BOFIT Viikkokatsaus / BOFIT Weekly Review 2020/12

China Customs reports that the value of goods imports decreased by 4 % y-o-y in January-February, while imports of key commodities such as crude oil, despite a small dip, were up slightly on-year. The coronavirus crisis is likely to have a delayed impact on imports as many of China’s import orders were already shipped when the crisis broke out. It takes sea cargo from Europe or the Americas roughly a month to reach China. In addition, deliveries, like certain commodities, may be based on long-term supply contracts that can be difficult to modify quickly. As the drop in production markedly outstripped the decline in imports, inventories in China built up.
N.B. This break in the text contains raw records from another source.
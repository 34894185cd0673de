// ==========================================
// Placement Prep Portal - Upload schemas and column mapping
// ==========================================
// One explicit column table per record kind. Header validation is
// order-independent and case-insensitive; field access goes through
// a ColumnMap resolved from the actual header, so a file with
// reordered recognized headers still ingests correctly.
// ==========================================

use crate::domain::RecordKind;
use crate::upload::csv_parser::ParsedRow;
use std::collections::HashMap;

// ===== Canonical column names =====

pub const COL_COMPANY: &str = "Company";
pub const COL_DOMAIN: &str = "Domain";
pub const COL_ROLE: &str = "Role";
pub const COL_TOPIC: &str = "Topic";
pub const COL_DIFFICULTY: &str = "Difficulty";
pub const COL_QUESTION: &str = "Question";
pub const COL_IDEAL_APPROACH: &str = "Ideal_Approach";
pub const COL_ASKED_IN_BITS: &str = "Asked_In_BITS";

pub const COL_TITLE: &str = "Title";
pub const COL_URL: &str = "URL";
pub const COL_DESCRIPTION: &str = "Description";
pub const COL_CATEGORY: &str = "Category";
pub const COL_SOURCE: &str = "Source";
pub const COL_DURATION: &str = "Duration";

pub const COL_FACULTY_NAME: &str = "Faculty Name";
pub const COL_SUBJECT: &str = "Subject";
pub const COL_GOAL: &str = "Goal";
pub const COL_EXPECTED_LEARNING: &str = "Expected Learning";
pub const COL_REMARKS: &str = "Remarks";
pub const COL_TIME_ESTIMATE: &str = "Time Estimate";

pub const COL_EMAIL: &str = "Email";
pub const COL_USER_ROLE: &str = "Role";
pub const COL_AUTH_PROVIDER: &str = "Auth Provider";
pub const COL_NAME: &str = "Name";

/// Canonical header set for a record kind, in template order
pub fn expected_headers(kind: RecordKind) -> &'static [&'static str] {
    match kind {
        RecordKind::Question => &[
            COL_COMPANY,
            COL_DOMAIN,
            COL_ROLE,
            COL_TOPIC,
            COL_DIFFICULTY,
            COL_QUESTION,
            COL_IDEAL_APPROACH,
            COL_ASKED_IN_BITS,
        ],
        RecordKind::Resource => &[
            COL_TITLE,
            COL_URL,
            COL_DESCRIPTION,
            COL_CATEGORY,
            COL_SOURCE,
            COL_DURATION,
        ],
        RecordKind::Recommendation => &[
            COL_FACULTY_NAME,
            COL_TITLE,
            COL_URL,
            COL_DESCRIPTION,
            COL_SUBJECT,
            COL_GOAL,
            COL_EXPECTED_LEARNING,
            COL_REMARKS,
            COL_TIME_ESTIMATE,
        ],
        RecordKind::Whitelist => &[COL_EMAIL, COL_USER_ROLE, COL_AUTH_PROVIDER, COL_NAME],
    }
}

/// Minimum field count a data row must have for this kind
pub fn min_fields(kind: RecordKind) -> usize {
    match kind {
        RecordKind::Question => 6,
        RecordKind::Resource => 3,
        RecordKind::Recommendation => 6,
        RecordKind::Whitelist => 2,
    }
}

/// Validate an uploaded header row against the expected header set
///
/// - fails when the header has fewer fields than expected
/// - otherwise both sides are trim+lowercase normalized and every
///   expected header must appear somewhere (order-independent,
///   extra columns tolerated)
pub fn validate_headers(header_row: &[String], expected: &[&str]) -> bool {
    if header_row.len() < expected.len() {
        return false;
    }

    let normalized: Vec<String> = header_row
        .iter()
        .map(|h| h.trim().to_lowercase())
        .collect();

    expected
        .iter()
        .all(|e| normalized.iter().any(|h| h == &e.to_lowercase()))
}

// ==========================================
// ColumnMap - canonical column -> actual index
// ==========================================
// Resolved once per file from the uploaded header row.
#[derive(Debug, Clone)]
pub struct ColumnMap {
    indices: HashMap<String, usize>,
}

impl ColumnMap {
    /// Resolve the column map for `kind` from an uploaded header row
    ///
    /// Returns None when the header fails validation (missing
    /// expected columns or too few fields).
    pub fn build(header_row: &[String], kind: RecordKind) -> Option<Self> {
        let expected = expected_headers(kind);
        if !validate_headers(header_row, expected) {
            return None;
        }

        let mut indices = HashMap::with_capacity(expected.len());
        for name in expected {
            let lowered = name.to_lowercase();
            let position = header_row
                .iter()
                .position(|h| h.trim().to_lowercase() == lowered)?;
            indices.insert(lowered, position);
        }

        Some(Self { indices })
    }

    /// Read a field from a data row by canonical column name
    ///
    /// Returns None for unmapped columns, rows too short to carry the
    /// column, and blank values.
    pub fn field<'a>(&self, row: &'a ParsedRow, column: &str) -> Option<&'a str> {
        let idx = *self.indices.get(&column.to_lowercase())?;
        let value = row.get(idx)?.trim();
        if value.is_empty() {
            None
        } else {
            Some(value)
        }
    }

    /// Read a field with a fixed default for blank/missing values
    pub fn field_or<'a>(&self, row: &'a ParsedRow, column: &str, default: &'a str) -> &'a str {
        self.field(row, column).unwrap_or(default)
    }
}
Goods import trends varied from country to country. Imports from the EU fell by 19 %, from Japan by 9 % and from Korea by 8 %, while imports from ASEAN countries in Southeast Asia rose by 8 %. While imports from the US rose by 2 %, the value of imports from the US fell short of the amount agreed in “phase 1” trade agreement between China and the US. Under the agreement, China commits to buy every month this year US goods an average of a bit over 5 billion dollars more than in in 2017. To reach this would have required 34 billion dollars in goods imports in January-February, when the actual value of imports was less than 18 billion dollars. It is difficult to see how China manages to meet its agreed purchases this year.

Chinese exports contracted by 17 % y-o-y in January-February and goods trade showed an exceptional deficit of a few billion dollars. China’s export outlook remains bleak. The February purchasing managers index (PMI) showed a collapse in export orders. Since then, the coronavirus crisis has spread to all of China’s main export markets.